La première surprise à Madrid, c'est la différence qui vous saute aux yeux entre le discours anxiogène et apocalyptique des marchés, repris la bouche en coeur par tous les médias avec une telle capacité amplificatrice que l'on en vient presque à résumer l'Espagne à un seul mot : crise. Je sais bien que la réalité est plus complexe que ce que je vois, les phénomènes de gentrification font que les plus fortunés se retrouvent dans les grandes villes d'où les plus modestes s'éloignent inexorablement. Mais quand même, quelle liesse et quelle joie dans toutes les rues, tout le temps, des terrasses de café pleines, des bars à tapas bondés... Par ailleurs, il y a infiniment moins de SDF dans les rues qu'à Paris, ni dans les rues, ni dans le métro, ça en devient suspect pour un pays à 20% de chômage, 45% pour les jeunes.
Ceci mène à penser à une autre victoire du libéralisme : la consommation. Crise il y a en Espagne sans doute, mais pas au point d'avoir retourné les espagnols de leurs aspirations à consommer. J'avais entendu un jour un chroniqueur mondain (je crois que c'est Ariel Wizman) avoir une fulgurance et s'exclamer "l'injustice aujourd'hui c'est que tout le monde peut avoir au superflu quand le nécéssaire et le vital deviennent hors de portée", celle là était fort bien sentie. Dans les bars, on voit des gens lookés, avec leurs paquets du corte ingles et leur maillot du real de Madrid à 70 euros, envoyant des messages à leurs amis par Iphone pour voir dans quelle boîte de nuit aller. Mais, le soir, quand ils vont se coucher, c'est souvent chez leurs propres parents à un âge où cela devient suspect. Et quand leurs dents les font souffrir d'avoir abusé des churros et des saloperies de vodka red bull, ils rechignent à aller voir un dentiste de peur de ne pouvoir payer la bien nommée douloureuse... Tant que ce ressort consumériste sera là, puissant, écrasant, surplombant, alors l'alternance démocratique aura lieu entre vrais conservateurs et socialistes libéraux.
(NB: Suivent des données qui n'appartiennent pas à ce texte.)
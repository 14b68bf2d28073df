//! Path-safety checks shared by every backend

use crate::storage::types::{StorageError, StorageResult};

/// Rejects backend-relative paths that could escape the storage root
///
/// Every path-taking backend operation calls this before any I/O. A valid
/// path is relative, uses `/` separators, and has no `..` segment, NUL byte,
/// or control character.
///
/// ```rust
/// use invoice_storage::validation::validate_storage_path;
///
/// assert!(validate_storage_path("invoices/2024/one-time/Mar/a.pdf").is_ok());
/// assert!(validate_storage_path("../etc/passwd").is_err());
/// assert!(validate_storage_path("/etc/passwd").is_err());
/// ```
pub fn validate_storage_path(path: &str) -> StorageResult<()> {
    let reject = |reason: &str| -> StorageResult<()> {
        Err(StorageError::InvalidPath(format!("{reason}: {path:?}")))
    };

    if path.trim().is_empty() {
        return reject("empty path");
    }
    if path.contains('\0') {
        return reject("path contains a null byte");
    }
    if path.chars().any(char::is_control) {
        return reject("path contains control characters");
    }
    if path.contains('\\') {
        return reject("path contains a backslash");
    }
    if path.starts_with('/') {
        return reject("absolute path");
    }
    if has_drive_prefix(path) {
        return reject("path has a drive prefix");
    }
    if path.split('/').any(|segment| segment == "..") {
        return reject("path escapes the storage root");
    }

    Ok(())
}

fn has_drive_prefix(path: &str) -> bool {
    let mut chars = path.chars();
    matches!(
        (chars.next(), chars.next()),
        (Some(letter), Some(':')) if letter.is_ascii_alphabetic()
    )
}

#[cfg(test)]
mod tests {
    use super::*;

    #[test]
    fn test_accepts_relative_paths() {
        for path in [
            "a.pdf",
            "invoices/2024/Recurring/Monthly_Rent/1700000000000_deadbeef_lease.pdf",
            "Invoice Attachments/Invoices/2024/03/42/scan.png",
            "dir/./file.txt",
            "name..with..dots.txt",
        ] {
            assert!(validate_storage_path(path).is_ok(), "{path}");
        }
    }

    #[test]
    fn test_rejects_escapes() {
        for path in [
            "",
            "  ",
            "..",
            "../secret",
            "invoices/../../secret",
            "invoices/..",
            "/etc/passwd",
            "\\\\server\\share",
            "invoices\\..\\x",
            "C:/Windows/system32",
            "c:file",
            "bad\0name",
            "line\nbreak",
        ] {
            let err = validate_storage_path(path).unwrap_err();
            assert_eq!(err.code().as_str(), "INVALID_PATH", "{path:?}");
        }
    }
}
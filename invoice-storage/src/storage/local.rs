//! Local filesystem backend

use super::traits::AttachmentBackend;
use super::{random_hex, unique_filename};
use super::types::{
    BackendKind, Capabilities, Operation, StorageError, StorageResult, StoredObject, UploadMetadata,
};
use crate::validation::{sanitize_path_segment, validate_storage_path};
use async_trait::async_trait;
use bytes::Bytes;
use chrono::{DateTime, Datelike, Utc};
use std::io;
use std::path::{Component, Path, PathBuf};
use tokio::fs;
use tokio::io::AsyncWriteExt;
use tracing::{debug, warn};

/// Local filesystem storage backend
///
/// Objects live under a base directory, grouped by invoice year and either
/// recurring profile or month.
///
/// # Directory Structure
///
/// ```text
/// /var/lib/invoices/uploads/
/// └── invoices/
///     └── 2024/
///         ├── Recurring/
///         │   └── Office_Lease/
///         │       └── 1709251200000_3fa2c1d9_lease.pdf
///         └── one-time/
///             └── Mar/
///                 └── 1709251200123_a01b77e4_My_Invoice_1_Final.pdf
/// ```
///
/// Writes go to `{final}.tmp.{8 hex}` beside the destination and are renamed
/// into place, so a concurrent reader sees either nothing or the whole file.
///
/// # Examples
///
/// ```rust,no_run
/// use invoice_storage::storage::LocalBackend;
///
/// let backend = LocalBackend::new("/var/lib/invoices/uploads")?;
/// # Ok::<(), Box<dyn std::error::Error>>(())
/// ```
#[derive(Debug, Clone)]
pub struct LocalBackend {
    /// Absolute, lexically normalized base directory
    base_dir: PathBuf,
}

impl LocalBackend {
    /// Creates a backend rooted at `base_dir`
    ///
    /// The directory is created lazily on first upload. A relative path is
    /// resolved against the current working directory.
    ///
    /// # Errors
    ///
    /// Returns `InvalidPath` if `base_dir` exists but is not a directory, and
    /// `Configuration` if it cannot be made absolute.
    pub fn new(base_dir: impl Into<PathBuf>) -> StorageResult<Self> {
        let base_dir = base_dir.into();

        // Synchronous checks are fine during construction
        if base_dir.exists() && !base_dir.is_dir() {
            return Err(StorageError::InvalidPath(format!(
                "{} is not a directory",
                base_dir.display()
            )));
        }

        let absolute = std::path::absolute(&base_dir).map_err(|e| {
            StorageError::Configuration(format!(
                "cannot resolve upload directory {}: {e}",
                base_dir.display()
            ))
        })?;

        Ok(Self {
            base_dir: normalize(&absolute),
        })
    }

    /// Base directory all paths are resolved against
    #[must_use]
    pub fn base_dir(&self) -> &Path {
        &self.base_dir
    }

    /// Derives the backend-relative path for a new upload
    ///
    /// `invoices/{year}/Recurring/{profile}/{unique}` for recurring invoices,
    /// `invoices/{year}/one-time/{Mon}/{unique}` otherwise. Year and month come
    /// from the invoice date when present, else from `now`.
    #[must_use]
    pub fn derive_path(metadata: &UploadMetadata, now: DateTime<Utc>) -> String {
        let date = metadata.invoice_date.unwrap_or_else(|| now.date_naive());
        let filename = unique_filename(&metadata.original_name, now);

        match metadata.recurring_profile.as_deref() {
            Some(profile) => format!(
                "invoices/{}/Recurring/{}/{filename}",
                date.year(),
                sanitize_path_segment(profile)
            ),
            None => format!(
                "invoices/{}/one-time/{}/{filename}",
                date.year(),
                date.format("%b")
            ),
        }
    }

    /// Resolves a backend-relative path to an absolute path inside the base
    fn resolve(&self, path: &str) -> StorageResult<PathBuf> {
        validate_storage_path(path)?;

        let resolved = normalize(&self.base_dir.join(path));
        if !resolved.starts_with(&self.base_dir) || resolved == self.base_dir {
            return Err(StorageError::InvalidPath(format!(
                "{path:?} resolves outside the upload directory"
            )));
        }

        Ok(resolved)
    }

    /// Backend-relative form of an absolute path inside the base
    fn relative(&self, absolute: &Path) -> String {
        absolute
            .strip_prefix(&self.base_dir)
            .unwrap_or(absolute)
            .components()
            .map(|c| c.as_os_str().to_string_lossy())
            .collect::<Vec<_>>()
            .join("/")
    }

    /// Writes `data` to `target` through a temporary sibling and a rename
    async fn write_atomic(&self, target: &Path, path: &str, data: &[u8]) -> StorageResult<()> {
        if let Some(parent) = target.parent() {
            fs::create_dir_all(parent).await.map_err(|e| {
                warn!(parent = %parent.display(), error = %e, "local storage: create_dir_all failed");
                StorageError::from_io(e, Operation::Upload, path)
            })?;
        }

        let mut temp = target.as_os_str().to_owned();
        temp.push(format!(".tmp.{}", random_hex()));
        let temp = PathBuf::from(temp);

        let written = async {
            let mut file = fs::File::create(&temp).await?;
            file.write_all(data).await?;
            file.sync_all().await?;
            drop(file);
            fs::rename(&temp, target).await
        }
        .await;

        if let Err(e) = written {
            warn!(path = %path, temp = %temp.display(), error = %e, "local storage: write failed");
            if let Err(cleanup) = fs::remove_file(&temp).await {
                if cleanup.kind() != io::ErrorKind::NotFound {
                    debug!(temp = %temp.display(), error = %cleanup, "local storage: temp file not removed");
                }
            }
            return Err(StorageError::from_io(e, Operation::Upload, path));
        }

        Ok(())
    }

    /// Removes empty directories from `start` upward, stopping at the base
    ///
    /// Failures are logged and ignored; a non-empty directory ends the walk.
    async fn prune_empty_parents(&self, start: &Path) {
        let mut current = start.parent();

        while let Some(dir) = current {
            if dir == self.base_dir || !dir.starts_with(&self.base_dir) {
                break;
            }
            if let Err(e) = fs::remove_dir(dir).await {
                debug!(dir = %dir.display(), error = %e, "local storage: stopped pruning");
                break;
            }
            current = dir.parent();
        }
    }
}

#[async_trait]
impl AttachmentBackend for LocalBackend {
    fn kind(&self) -> BackendKind {
        BackendKind::Local
    }

    fn capabilities(&self) -> Capabilities {
        Capabilities {
            move_objects: true,
            upload_to_path: true,
            public_urls: false,
        }
    }

    async fn upload(&self, data: Bytes, metadata: &UploadMetadata) -> StorageResult<StoredObject> {
        let path = Self::derive_path(metadata, Utc::now());
        let target = self.resolve(&path)?;

        self.write_atomic(&target, &path, &data).await?;

        debug!(path = %path, size = data.len(), invoice_id = %metadata.invoice_id, "local storage: stored");
        Ok(StoredObject::new(path, data.len() as u64))
    }

    async fn download(&self, path: &str) -> StorageResult<Bytes> {
        let target = self.resolve(path)?;

        let data = fs::read(&target)
            .await
            .map_err(|e| StorageError::from_io(e, Operation::Download, path))?;

        debug!(path = %path, size = data.len(), "local storage: read");
        Ok(Bytes::from(data))
    }

    async fn delete(&self, path: &str) -> StorageResult<()> {
        let target = self.resolve(path)?;

        match fs::remove_file(&target).await {
            Ok(()) => {
                debug!(path = %path, "local storage: deleted");
                self.prune_empty_parents(&target).await;
                Ok(())
            }
            Err(e) if e.kind() == io::ErrorKind::NotFound => {
                debug!(path = %path, "local storage: already gone");
                Ok(())
            }
            Err(e) => Err(StorageError::from_io(e, Operation::Delete, path)),
        }
    }

    async fn exists(&self, path: &str) -> StorageResult<bool> {
        let target = self.resolve(path)?;

        match fs::metadata(&target).await {
            Ok(meta) => Ok(meta.is_file()),
            Err(e) if e.kind() == io::ErrorKind::NotFound => Ok(false),
            Err(e) => Err(StorageError::from_io(e, Operation::Exists, path)),
        }
    }

    async fn move_object(&self, from: &str, to: &str) -> StorageResult<()> {
        let source = self.resolve(from)?;
        let target = self.resolve(to)?;

        let meta = fs::metadata(&source)
            .await
            .map_err(|e| StorageError::from_io(e, Operation::Move, from))?;
        if !meta.is_file() {
            return Err(StorageError::NotFound(from.to_string()));
        }
        if fs::try_exists(&target).await.unwrap_or(false) {
            return Err(StorageError::failed_msg(
                Operation::Move,
                format!("destination {to} already exists"),
            ));
        }

        if let Some(parent) = target.parent() {
            fs::create_dir_all(parent)
                .await
                .map_err(|e| StorageError::from_io(e, Operation::Move, to))?;
        }
        fs::rename(&source, &target)
            .await
            .map_err(|e| StorageError::from_io(e, Operation::Move, from))?;

        debug!(from = %from, to = %to, "local storage: moved");
        self.prune_empty_parents(&source).await;
        Ok(())
    }

    async fn upload_to_path(&self, data: Bytes, path: &str) -> StorageResult<StoredObject> {
        let target = self.resolve(path)?;
        let path = self.relative(&target);

        self.write_atomic(&target, &path, &data).await?;

        debug!(path = %path, size = data.len(), "local storage: stored at fixed path");
        Ok(StoredObject::new(path, data.len() as u64))
    }
}

/// Lexical normalization: drops `.` and resolves `..` without touching the disk
fn normalize(path: &Path) -> PathBuf {
    let mut out = PathBuf::new();
    for component in path.components() {
        match component {
            Component::CurDir => {}
            Component::ParentDir => {
                out.pop();
            }
            other => out.push(other.as_os_str()),
        }
    }
    out
}
#[async_trait]
impl AttachmentBackend for SharePointBackend {
    fn kind(&self) -> BackendKind {
        BackendKind::SharePoint
    }

    fn capabilities(&self) -> Capabilities {
        Capabilities {
            move_objects: true,
            upload_to_path: true,
            public_urls: true,
        }
    }

    async fn upload(&self, data: Bytes, metadata: &UploadMetadata) -> StorageResult<StoredObject> {
        let path = self.derive_path(metadata, Utc::now());
        self.upload_at(&path, data).await
    }

    async fn download(&self, path: &str) -> StorageResult<Bytes> {
        validate_storage_path(path)?;

        let response = self
            .graph(
                Operation::Download,
                Method::GET,
                &self.item_url(path, Some("content")),
                None,
            )
            .await?;

        if !response.status().is_success() {
            return Err(status_error(Operation::Download, path, &response));
        }

        let data = response.into_body();
        debug!(path = %path, size = data.len(), "sharepoint: downloaded");
        Ok(data)
    }

    async fn delete(&self, path: &str) -> StorageResult<()> {
        validate_storage_path(path)?;

        let response = self
            .graph(Operation::Delete, Method::DELETE, &self.item_url(path, None), None)
            .await?;

        match response.status() {
            status if status.is_success() => {
                debug!(path = %path, "sharepoint: deleted");
                Ok(())
            }
            StatusCode::NOT_FOUND => {
                debug!(path = %path, "sharepoint: already gone");
                Ok(())
            }
            _ => Err(status_error(Operation::Delete, path, &response)),
        }
    }

    async fn exists(&self, path: &str) -> StorageResult<bool> {
        validate_storage_path(path)?;
        Ok(self.fetch_item(Operation::Exists, path).await?.is_some())
    }

    async fn move_object(&self, from: &str, to: &str) -> StorageResult<()> {
        validate_storage_path(from)?;
        validate_storage_path(to)?;

        let (folder, name) = to.rsplit_once('/').unwrap_or(("", to));
        self.ensure_folders(Operation::Move, folder).await?;

        let body = json!({
            "parentReference": { "path": self.parent_reference(folder) },
            "name": name,
        });
        let response = self
            .graph(Operation::Move, Method::PATCH, &self.item_url(from, None), Some(body))
            .await?;

        match response.status() {
            status if status.is_success() => {
                debug!(from = %from, to = %to, "sharepoint: moved");
                Ok(())
            }
            StatusCode::CONFLICT => Err(StorageError::failed_msg(
                Operation::Move,
                format!("destination {to} already exists"),
            )),
            _ => Err(status_error(Operation::Move, from, &response)),
        }
    }

    async fn upload_to_path(&self, data: Bytes, path: &str) -> StorageResult<StoredObject> {
        self.upload_at(path, data).await
    }

    async fn public_url(&self, path: &str) -> StorageResult<Option<String>> {
        validate_storage_path(path)?;

        match self.fetch_item(Operation::Download, path).await? {
            Some(item) => Ok(item.web_url),
            None => Err(StorageError::NotFound(path.to_string())),
        }
    }
}

fn required<'a>(value: Option<&'a str>, key: &str) -> StorageResult<&'a str> {
    value
        .map(str::trim)
        .filter(|v| !v.is_empty())
        .ok_or_else(|| StorageError::Configuration(format!("{key} is required")))
}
Une française vivant à Madrid depuis un an nous confirme l'impression : la pauvreté est moins visible qu'en France et il y a plus de solidarité familiale. Pour autant, on sent malgré tout que cela pourrait imploser dans quelques années, les enfants de 30 ans pouvant difficilement faire des enfants à leur tour tout en vivant chez leurs parents. Idem pour tout ceux qui ont été mis au chômage depuis 2008, (nombre qui a presque triplé) : ils ne pourront pas éternellement reproduire des formations, des erasmus et autres. C'est plutôt en 2015 que l'Espagne pourrait commencer à nous inquiéter, ce d'autant qu'avec des indemnités chômages très faibles, l'implosion pourrait vraiment être violente. Passons pour l'heure.
A Madrid, il n'y a pas qu'une cohorte de bars, il y a des musées aussi. Pas n'importe lesquels. En premier lieu, nous n'y tenions plus, nous nous ruâmes au Prado. Surprise, les chefs d'oeuvre que l'on y trouve sont des chefs d'oeuvre. Me revient en mémoire ma première rencontre avec la Joconde et un sentiment de profonde déception. Alors, avant d'aller voir les Ménines de Velasquez, j'en menais pas large. Mais quelle merveille ! Quelle merveille d'humanité ou d'inhumanité (chez l'infante ou la naine), d'intelligence, de jeux de lumière, faire rentrer autant de talent en 3x3 mètres. On ressort et c'est un festival, triptyques de Bosch, Caravage, Goya et une annonciation de Fra Angelico à vous faire douter de l'existence de l'athéïsme. Exit le Prado, ne pas se presser, Thyssen attendra le lendemain. Thyssen, quelle collection ! Des Juan Gris, Leger, Kandinisky. Un léger sentiment de trop plein en abordant 10 Sisley après une interminable salle Renaissance, Tiepolo, Tintoret et Ribera... Comme après un bon dîner avec trop de mélanges, on en sort ballonné. Pour finir, le musée de la Reine Sofia. On y trouve notamment une oeuvre qui est bien plus qu'une oeuvre: Guernica. En ce lendemain de 6,4 millions de vote pour le Pen, l'oeuvre avait une résonance particulière, la noirceur du tableau, le regard désespéré des cheveux et des femmes. Heureusement pour moi, deux salles pleines de Miro et ces couleurs chaudes me redonnaient du baume au coeur.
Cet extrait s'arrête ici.